Next Oprah Book Club Pick

The drumbeats are increasing for Oprah’s next pick, to be announced a week from Friday — the AP has a story today.

We began speculating several weeks ago, when Jeffrey Gegner, Popular Materials Specialist at Hennepin County spotted a blind listing on both B&T and Ingram for “Oprah Book Club #62,” a HarperCollins title with a price of $25.95 in hardcover, also available in large type. No paperback version was listed, indicating it’s a new title.

Jeffrey noted that The Story of Edgar Sawtelle fits all the clues — published by Ecco, an imprint of HarperCollins, priced at $25.95 and not yet available in paperback.

My guess was Brida by Paul Coelho.
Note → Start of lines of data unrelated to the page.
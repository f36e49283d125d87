//! Surveillance rules and unit conversion constants.

use serde::{Deserialize, Serialize};
use std::fs;
use std::path::Path;

/// Configuration for the monitored area and kinematic units.
#[derive(Debug, Clone, Copy, PartialEq, Serialize, Deserialize)]
#[serde(default)]
pub struct SurveillanceRules {
    /// Radius of the area of operation around the origin (km)
    pub monitored_radius_km: f64,
    /// Multiplier turning reported speed into distance per speed time unit
    pub speed_conversion_factor: f64,
    /// Seconds in the speed's time unit (3600 for per-hour speeds)
    pub seconds_per_time_unit: f64,
}

impl Default for SurveillanceRules {
    fn default() -> Self {
        Self {
            monitored_radius_km: 350.0,
            speed_conversion_factor: 3.6,
            seconds_per_time_unit: 3600.0,
        }
    }
}

#[derive(Debug, thiserror::Error)]
pub enum RulesError {
    #[error("failed to read rules file: {0}")]
    Io(#[from] std::io::Error),
    #[error("invalid rules file: {0}")]
    Json(#[from] serde_json::Error),
    #[error("{field} must be positive and finite, got {value}")]
    NonPositive { field: &'static str, value: f64 },
}

impl SurveillanceRules {
    /// Load rules from a JSON file. Missing fields keep their defaults.
    pub fn from_json_file(path: impl AsRef<Path>) -> Result<Self, RulesError> {
        let raw = fs::read_to_string(path)?;
        Self::from_json_str(&raw)
    }

    pub fn from_json_str(raw: &str) -> Result<Self, RulesError> {
        let rules: Self = serde_json::from_str(raw)?;
        rules.validate()?;
        Ok(rules)
    }

    /// Reject values that would make projection meaningless.
    pub fn validate(&self) -> Result<(), RulesError> {
        let checks = [
            ("monitored_radius_km", self.monitored_radius_km),
            ("speed_conversion_factor", self.speed_conversion_factor),
            ("seconds_per_time_unit", self.seconds_per_time_unit),
        ];
        for (field, value) in checks {
            if !(value.is_finite() && value > 0.0) {
                return Err(RulesError::NonPositive { field, value });
            }
        }
        Ok(())
    }

    /// Speed multiplier from reported units to kilometers per second.
    pub fn km_per_second_per_speed_unit(&self) -> f64 {
        self.speed_conversion_factor / self.seconds_per_time_unit
    }
}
I thought a novel about a spiritual quest would appeal to Oprah. It’s also from HarperCollins, in hardcover and large type, but I overlooked the fact that it’s priced at a dollar less than “Oprah Book Club #62.”

Two other excellent guesses from our readers, The Lace Reader and The Art of Racing in the Rain, are also a dollar cheaper than #62.

The MediaBistro book publishing blog, GalleyCat got into the game this week. Checking on B&N, GC says it appears the title will be available in trade paper next week. That makes sense, since Oprah has stuck to titles available in paperback for the Club.

GalleyCat’s original prediction was Edward P. Jones’s short story collection, All Aunt Hagar’s Children, Right hardcover price, right publisher, but it turns out that it’s already available in trade paper. Another thought is the forthcoming title by an early and very popular Oprah Book Club author, Wally Lamb. The Hour I First Believed is not due until until November and is four dollars more than #62, but GC notes, a publisher would surely be willing to change both if they could for an Oprah pick (but, damn, that kind of thinking renders all clues useless!)

But a wise GalleyCat reader suggests it’s Edgar Sawtelle.

Jeffrey, I have the feeling you nailed this one.

One Response to “Next Oprah Book Club Pick”

  1. Ron Hogan Says:

    One quick clarification: That trade paper thing? I’m pretty sure now that I was just misreading the catalog information for the large print edition. That, and other clues, lead me to believe Jeffrey is right and that we’re looking at Edgar Sawtelle.